Task to carry out:
Your job is to return every line in the data holding the string "Deserialize".

Information given:
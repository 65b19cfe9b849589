//! Per-provider attempt log for a single metric fetch.

use serde::Serialize;

use crate::models::ProviderName;

/// Why a provider was not called.
#[derive(Clone, Debug, PartialEq, Eq, Serialize)]
pub enum SkipReason {
    /// Provider does not advertise the metric.
    MetricNotSupported,

    /// Provider is unhealthy and excluded from selection.
    Unhealthy,
}

/// Record of a single provider attempt during a fetch.
#[derive(Clone, Debug, Serialize)]
pub struct ProviderAttempt {
    pub provider: ProviderName,
    pub skipped: Option<SkipReason>,
    pub error: Option<String>,
    pub success: bool,
}

/// Detailed result of a fetch with skip diagnostics.
#[derive(Clone, Debug, Default, Serialize)]
pub struct FetchDiagnostics {
    pub attempts: Vec<ProviderAttempt>,
}

impl FetchDiagnostics {
    pub fn new() -> Self {
        Self {
            attempts: Vec::new(),
        }
    }

    pub fn record_skip(&mut self, provider: &str, reason: SkipReason) {
        self.attempts.push(ProviderAttempt {
            provider: provider.to_string(),
            skipped: Some(reason),
            error: None,
            success: false,
        });
    }

    pub fn record_error(&mut self, provider: &str, error: String) {
        self.attempts.push(ProviderAttempt {
            provider: provider.to_string(),
            skipped: None,
            error: Some(error),
            success: false,
        });
    }

    pub fn record_success(&mut self, provider: &str) {
        self.attempts.push(ProviderAttempt {
            provider: provider.to_string(),
            skipped: None,
            error: None,
            success: true,
        });
    }

    /// Summary for logging/debugging.
    pub fn summary(&self) -> String {
        self.attempts
            .iter()
            .map(|a| {
                if a.success {
                    format!("{}: SUCCESS", a.provider)
                } else if let Some(skip) = &a.skipped {
                    format!("{}: SKIPPED ({:?})", a.provider, skip)
                } else if let Some(err) = &a.error {
                    format!("{}: ERROR ({})", a.provider, err)
                } else {
                    format!("{}: UNKNOWN", a.provider)
                }
            })
            .collect::<Vec<_>>()
            .join(" -> ")
    }

    /// Provider that supplied the value, if any.
    pub fn successful_provider(&self) -> Option<&str> {
        self.attempts
            .iter()
            .find(|a| a.success)
            .map(|a| a.provider.as_str())
    }

    pub fn errors(&self) -> Vec<(&str, &str)> {
        self.attempts
            .iter()
            .filter_map(|a| a.error.as_deref().map(|e| (a.provider.as_str(), e)))
            .collect()
    }
}
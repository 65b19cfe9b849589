use std::fmt;

use serde::{Deserialize, Serialize};

use crate::errors::MetricError;

/// A single unit of work: one metric for one asset.
///
/// Identity is the `(metric, asset)` pair, compared case-sensitively.
/// Assets are not normalized at this layer.
#[derive(Clone, Debug, PartialEq, Eq, Hash, Serialize, Deserialize)]
pub struct MetricRequest {
    pub metric: String,
    pub asset: String,
}

impl MetricRequest {
    pub fn new(metric: impl Into<String>, asset: impl Into<String>) -> Self {
        Self {
            metric: metric.into(),
            asset: asset.into(),
        }
    }

    /// Identifier used as the key of a [`BatchResult`](super::BatchResult).
    pub fn request_id(&self) -> String {
        format!("{}:{}", self.metric, self.asset)
    }

    /// Reject requests that can never be served.
    pub fn validate(&self) -> Result<(), MetricError> {
        if self.metric.trim().is_empty() {
            return Err(MetricError::InvalidRequest(format!(
                "empty metric for asset '{}'",
                self.asset
            )));
        }
        if self.asset.trim().is_empty() {
            return Err(MetricError::InvalidRequest(format!(
                "empty asset for metric '{}'",
                self.metric
            )));
        }
        Ok(())
    }
}

impl fmt::Display for MetricRequest {
    fn fmt(&self, f: &mut fmt::Formatter<'_>) -> fmt::Result {
        write!(f, "{}:{}", self.metric, self.asset)
    }
}

impl<M: Into<String>, A: Into<String>> From<(M, A)> for MetricRequest {
    fn from((metric, asset): (M, A)) -> Self {
        Self::new(metric, asset)
    }
}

Your response:
use serde::{Deserialize, Serialize};
#[derive(Clone, Debug, PartialEq, Eq, Hash, Serialize, Deserialize)]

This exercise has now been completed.